Tom Christiansen Wed, 07 Sep 2011 12:26:55 -0700

Tom Christiansen <[email protected]> added the comment:

Ezio Melotti <[email protected]> wrote
   on Sat, 03 Sep 2011 00:28:03 -0000:


> Ezio Melotti <[email protected]> added the comment:

> Or they are still called UTF-8 but used in combination with different error
> handlers, like surrogateescape and surrogatepass.  The "plain" UTF-* codecs
> should produce data that can be used for "open interchange", rejecting all the
> invalid data, both during encoding and decoding.

> Chapter 03, D79 also says:

>        To ensure that the mapping for a Unicode encoding form is one-to-one,
>        all Unicode scalar values, including those corresponding to
>        noncharacter code points and unassigned code points, must be mapped to
>        unique code unit sequences. Note that this requirement does not extend
>        to high-surrogate and low-surrogate code points, which are excluded by
>        definition from the set of Unicode scalar values.

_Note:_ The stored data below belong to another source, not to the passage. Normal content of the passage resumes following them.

//! Hash-route parsing for dashboard permalinks
//!
//! A permalink has the form `#/branch/platform/test/startdate/enddate`.
//! Every segment is optional and trailing segments may be left off; one
//! route table maps each position to the field it fills, so a path of any
//! depth up to five segments resolves through the same code.

use serde::{Deserialize, Serialize};
use thiserror::Error;

#[derive(Error, Debug, Clone, PartialEq, Eq)]
pub enum RouteError {
    #[error("route has {found} segments, at most {max} are allowed")]
    TooManySegments { found: usize, max: usize },

    #[error("route must start with '/' or '#/': {0}")]
    MissingLeadingSlash(String),
}

/// Route field filled by a path position
#[derive(Debug, Clone, Copy, PartialEq, Eq)]
pub enum RouteField {
    Branch,
    Platform,
    Test,
    StartDate,
    EndDate,
}

/// Path position → field, in order
pub const ROUTE_TABLE: [RouteField; 5] = [
    RouteField::Branch,
    RouteField::Platform,
    RouteField::Test,
    RouteField::StartDate,
    RouteField::EndDate,
];

/// Values selected by a permalink
#[derive(Debug, Clone, Default, PartialEq, Eq, Serialize, Deserialize)]
pub struct RouteParams {
    pub branch: Option<String>,
    pub platform: Option<String>,
    pub test: Option<String>,
    pub start_date: Option<String>,
    pub end_date: Option<String>,
}

impl RouteParams {
    /// Parse `#/a/b/c/d/e`, `/a/b` or `#/`
    ///
    /// Empty segments are treated as absent.
    pub fn parse(route: &str) -> Result<Self, RouteError> {
        let path = route.strip_prefix('#').unwrap_or(route);
        let path = path
            .strip_prefix('/')
            .ok_or_else(|| RouteError::MissingLeadingSlash(route.to_string()))?;

        let segments: Vec<&str> = if path.is_empty() {
            Vec::new()
        } else {
            path.split('/').collect()
        };

        if segments.len() > ROUTE_TABLE.len() {
            return Err(RouteError::TooManySegments {
                found: segments.len(),
                max: ROUTE_TABLE.len(),
            });
        }

        let mut params = RouteParams::default();
        for (field, segment) in ROUTE_TABLE.iter().zip(segments) {
            if !segment.is_empty() {
                *params.slot(*field) = Some(segment.to_string());
            }
        }
        Ok(params)
    }

    fn slot(&mut self, field: RouteField) -> &mut Option<String> {
        match field {
            RouteField::Branch => &mut self.branch,
            RouteField::Platform => &mut self.platform,
            RouteField::Test => &mut self.test,
            RouteField::StartDate => &mut self.start_date,
            RouteField::EndDate => &mut self.end_date,
        }
    }

    pub fn get(&self, field: RouteField) -> Option<&str> {
        match field {
            RouteField::Branch => self.branch.as_deref(),
            RouteField::Platform => self.platform.as_deref(),
            RouteField::Test => self.test.as_deref(),
            RouteField::StartDate => self.start_date.as_deref(),
            RouteField::EndDate => self.end_date.as_deref(),
        }
    }

    /// Permalink for these params, always with all five positions
    pub fn to_hash(&self) -> String {
        let segments: Vec<&str> = ROUTE_TABLE
            .iter()
            .map(|field| self.get(*field).unwrap_or(""))
            .collect();
        format!("#/{}", segments.join("/"))
    }
}
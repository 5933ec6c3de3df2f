// Series derivation for the results chart
//
// Raw result records become plot-ready point series:
// - failures: one point per failed run, valued at its metric
// - passes: one point per passing run, valued at zero
// - bands: mean and mean ± stddev of the failures, either over the whole
//   range or over a trailing time window
//
// Variance is always computed with the single-pass estimator in
// `crate::variance`; no sample buffer is kept beyond the sliding window.

mod bands;
mod builder;

pub use bands::{compute_bands, Bands, WindowPolicy};
pub use builder::{
    build_plot, InvalidTimestampPolicy, PlotSeries, Point, SeriesBundle, SeriesError,
    SeriesOptions,
};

> and this seems to imply that the only unencodable codepoint are the non-scalar
> values, i.e. surrogates and codepoints >U+10FFFF.  Noncharacters shouldn't
> thus receive any special treatment (at least during encoding).

> Tom, do you agree with this?  What does Perl do with them?

I agree that one needs to be able to encode any scalar value and
store it in memory in a designated character encoding form.

This is different from streams, though.

The 3 different Unicode "character encoding *forms*" -- UTF-8,
UTF-16, and UTF-32 -- certainly need to support all possible
scalar values.  These are the forms used to store code points in
memory.  They do not have BOMs, because one knows one's memory
layout.   These are specifically allowed to contain the
noncharacters:

    http://www.unicode.org/reports/tr17/#CharacterEncodingForm

    The third type is peculiar to the Unicode Standard: the noncharacter.
    This is a kind of internal-use user-defined character, not intended for
    public interchange.

The problem is that one must make a clean distinction between character
encoding *forms* and character encoding *schemes*.

    http://www.unicode.org/reports/tr17/#CharacterEncodingScheme

    It is important not to confuse a Character Encoding Form (CEF) and a CES.

    1. The CEF maps code points to code units, while the CES transforms
       sequences of code units to byte sequences.
    2. The CES must take into account the byte-order serialization of
       all code units wider than a byte that are used in the CEF.
    3. Otherwise identical CESs may differ in other aspects, such as the
       number of user-defined characters allowed.

    Some of the Unicode encoding schemes have the same labels as the three
    Unicode encoding forms. [...]

    As encoding schemes, UTF-16 and UTF-32 refer to serialized bytes, for
    example the serialized bytes for streaming data or in files; they may have
    either byte orientation, and a single BOM may be present at the start of the
    data. When the usage of the abbreviated designators UTF-16 or UTF-32 might
    be misinterpreted, and where a distinction between their use as referring to
    Unicode encoding forms or to Unicode encoding schemes is important, the full
    terms should be used. For example, use UTF-16 encoding form or UTF-16
    encoding scheme. They may also be abbreviated to UTF-16 CEF or UTF-16 CES,
    respectively.

    The Unicode Standard has seven character encoding schemes: UTF-8, UTF-16,
    UTF-16BE, UTF-16LE, UTF-32, UTF-32BE, and UTF-32LE.

        * UTF-8, UTF-16BE, UTF-16LE, UTF-32BE and UTF32-LE are simple CESs.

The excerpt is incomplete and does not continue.